*** Begin section ***

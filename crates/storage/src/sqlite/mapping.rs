use chessedu_core::model::{AchievementId, EarnedAchievement, LessonId};
use sqlx::Row;

use crate::repository::StorageError;

pub(crate) fn ser<E: core::fmt::Display>(e: E) -> StorageError {
    StorageError::Serialization(e.to_string())
}

pub(crate) fn conn<E: core::fmt::Display>(e: E) -> StorageError {
    StorageError::Connection(e.to_string())
}

pub(crate) fn u32_from_i64(field: &'static str, v: i64) -> Result<u32, StorageError> {
    u32::try_from(v).map_err(|_| StorageError::Serialization(format!("{field} out of range")))
}

pub(crate) fn position_to_i64(index: usize) -> Result<i64, StorageError> {
    i64::try_from(index).map_err(|_| StorageError::Serialization("position overflow".into()))
}

pub(crate) fn map_lesson_row(row: &sqlx::sqlite::SqliteRow) -> Result<LessonId, StorageError> {
    let raw = row.try_get::<i64, _>("lesson_id").map_err(ser)?;
    Ok(LessonId::new(u32_from_i64("lesson_id", raw)?))
}

pub(crate) fn map_achievement_row(
    row: &sqlx::sqlite::SqliteRow,
) -> Result<EarnedAchievement, StorageError> {
    let id = AchievementId::new(row.try_get::<String, _>("achievement_id").map_err(ser)?)
        .map_err(ser)?;
    Ok(EarnedAchievement {
        id,
        title: row.try_get("title").map_err(ser)?,
        description: row.try_get("description").map_err(ser)?,
    })
}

*** End section ***

- **YOUR OBJECTIVE**
Every line of the listing above is to be written out again exactly.

- **WRITTEN RESPONSE**
filename crates/storage/src/sqlite/mapping.rs
use chessedu_core::model::{AchievementId, EarnedAchievement, LessonId};
use sqlx::Row;

use crate::repository::StorageError;

pub(crate) fn ser<E: core::fmt::Display>(e: E) -> StorageError {
    StorageError::Serialization(e.to_string())
}

pub(crate) fn conn<E: core::fmt::Display>(e: E) -> StorageError {
    StorageError::Connection(e.to_string())
}

pub(crate) fn u32_from_i64(field: &'static str, v: i64) -> Result<u32, StorageError> {
    u32::try_from(v).map_err(|_| StorageError::Serialization(format!("{field} out of range")))
}

pub(crate) fn position_to_i64(index: usize) -> Result<i64, StorageError> {
    i64::try_from(index).map_err(|_| StorageError::Serialization("position overflow".into()))
}

pub(crate) fn map_lesson_row(row: &sqlx::sqlite::SqliteRow) -> Result<LessonId, StorageError> {
    let raw = row.try_get::<i64, _>("lesson_id").map_err(ser)?;
    Ok(LessonId::new(u32_from_i64("lesson_id", raw)?))
}

pub(crate) fn map_achievement_row(
    row: &sqlx::sqlite::SqliteRow,
) -> Result<EarnedAchievement, StorageError> {
    let id = AchievementId::new(row.try_get::<String, _>("achievement_id").map_err(ser)?)
        .map_err(ser)?;
    Ok(EarnedAchievement {
        id,
        title: row.try_get("title").map_err(ser)?,
        description: row.try_get("description").map_err(ser)?,
    })
}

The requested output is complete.